Research led by investigators at The Fritz-Haber Institute has discovered how solvation kinetics affect the function of electrocatalysts, informing energy and chemical conversion technologies across industries.
Unraveling the Enigma of Interfacial Ion Solvation
Published in Nature Communications, the study explores Ion Solvation at Electro-catalyst Surfaces. Ions, like those used for battery storage or hydrogen production that must interact with a catalyst will have to reorganize their solvation shell (the layer of solvent molecules around an ion) before they can reach it.
Previously, scientists at the Fritz-Haber Institute found that a striking phenomenon involving compensation effects accounts for the kinetics of this interfacial ion solvation. Think of an ion wanting to “hike” up a mountain — as the elevation of the mountain gets higher, the number of trails by which it can ascend also increases… so thereby making it more probable that this smelly cat derived molecule-ion will be able to find its path to the top.

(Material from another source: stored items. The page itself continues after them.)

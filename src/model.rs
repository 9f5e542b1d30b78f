use serde::Serialize;
use std::fmt;

/// Preparation time shown for every recipe. TheMealDB publishes no timing data.
pub const PLACEHOLDER_TIME_MINUTES: u32 = 30;

/// Difficulty shown for every recipe. TheMealDB publishes no difficulty data.
pub const PLACEHOLDER_DIFFICULTY: &str = "Medium";

/// Category used when the provider leaves it blank
pub const DEFAULT_CATEGORY: &str = "Other";

/// Instructions used when the provider has none
pub const MISSING_INSTRUCTIONS: &str = "No instructions available.";

/// Identifier of a recipe: the provider's own id, or the position in the
/// batch it arrived in when the provider did not send one.
#[derive(Debug, Clone, PartialEq, Eq, Hash, Serialize)]
#[serde(untagged)]
pub enum RecipeId {
    Native(String),
    Position(usize),
}

impl fmt::Display for RecipeId {
    fn fmt(&self, f: &mut fmt::Formatter<'_>) -> fmt::Result {
        match self {
            RecipeId::Native(id) => write!(f, "{}", id),
            RecipeId::Position(index) => write!(f, "{}", index),
        }
    }
}

/// A recipe as displayed. Built once by the normalizer and never modified.
#[derive(Debug, Clone, PartialEq, Serialize)]
pub struct Recipe {
    pub id: RecipeId,
    pub name: String,
    pub category: String,
    pub time: u32,
    pub difficulty: String,
    pub ingredients: Vec<String>,
    pub instructions: String,
    pub image: String,
}

impl Recipe {
    /// Lowercased name followed by all ingredients, the text free-text search looks in
    pub fn searchable_text(&self) -> String {
        format!("{} {}", self.name, self.ingredients.join(" ")).to_lowercase()
    }
}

The team has particularly pushed the capacities of this concept from statistical physics and the Eyring-Evans-Polanyi equation.
Monitoring the Onset of Processes of Solvation in Real-time
But the researchers recently came up with a way to follow this process in millisecond time, tracking both main transition state theory parameters as they do so — namely, activation enthalpy and activation entropy. For the first time it has allowed detailed interpretation of dynamic processes on electro-catalyst surfaces
For instance, it enabled the team to directly visualize hydroxide ion electro-sorption kinetics at well-defined surface features (like step-edges or defects), and the way in which these kinetically controlled properties relate to overall electro-catalytic performance. In addition, this revealed a previously concealed effect: the dynamic poisoning during solvation kinetics of ammonia oxidation reaction.
The study highlights the importance of changes in activation entropy, influenced by features such as pH, for describing bias dependence of electro-catalytic reactions Significance This study uncovers new insight into contributions made to the kinetics of NO reduction by electrode potential and consequently both proton and electron transfer sets out a powerful platform from which to predict other unexplored biases leading to differences in enzyme reactivity. That finding calls into question the prevalent assumption that activation energy is the only relevant parameter of electro-catalytic activity.
Conclusion
The mission of the Interface Science Department at the Fritz-Haber Institute has significantly improved our view on elegant intricacies between surfaces and catalyst [&] electrolyte. This work discloses the insights of solvation kinetics, and lays the foundation to establish electro-catalysts for triggering higher activity, selectivity and stability in energy and chemical conversion technologies.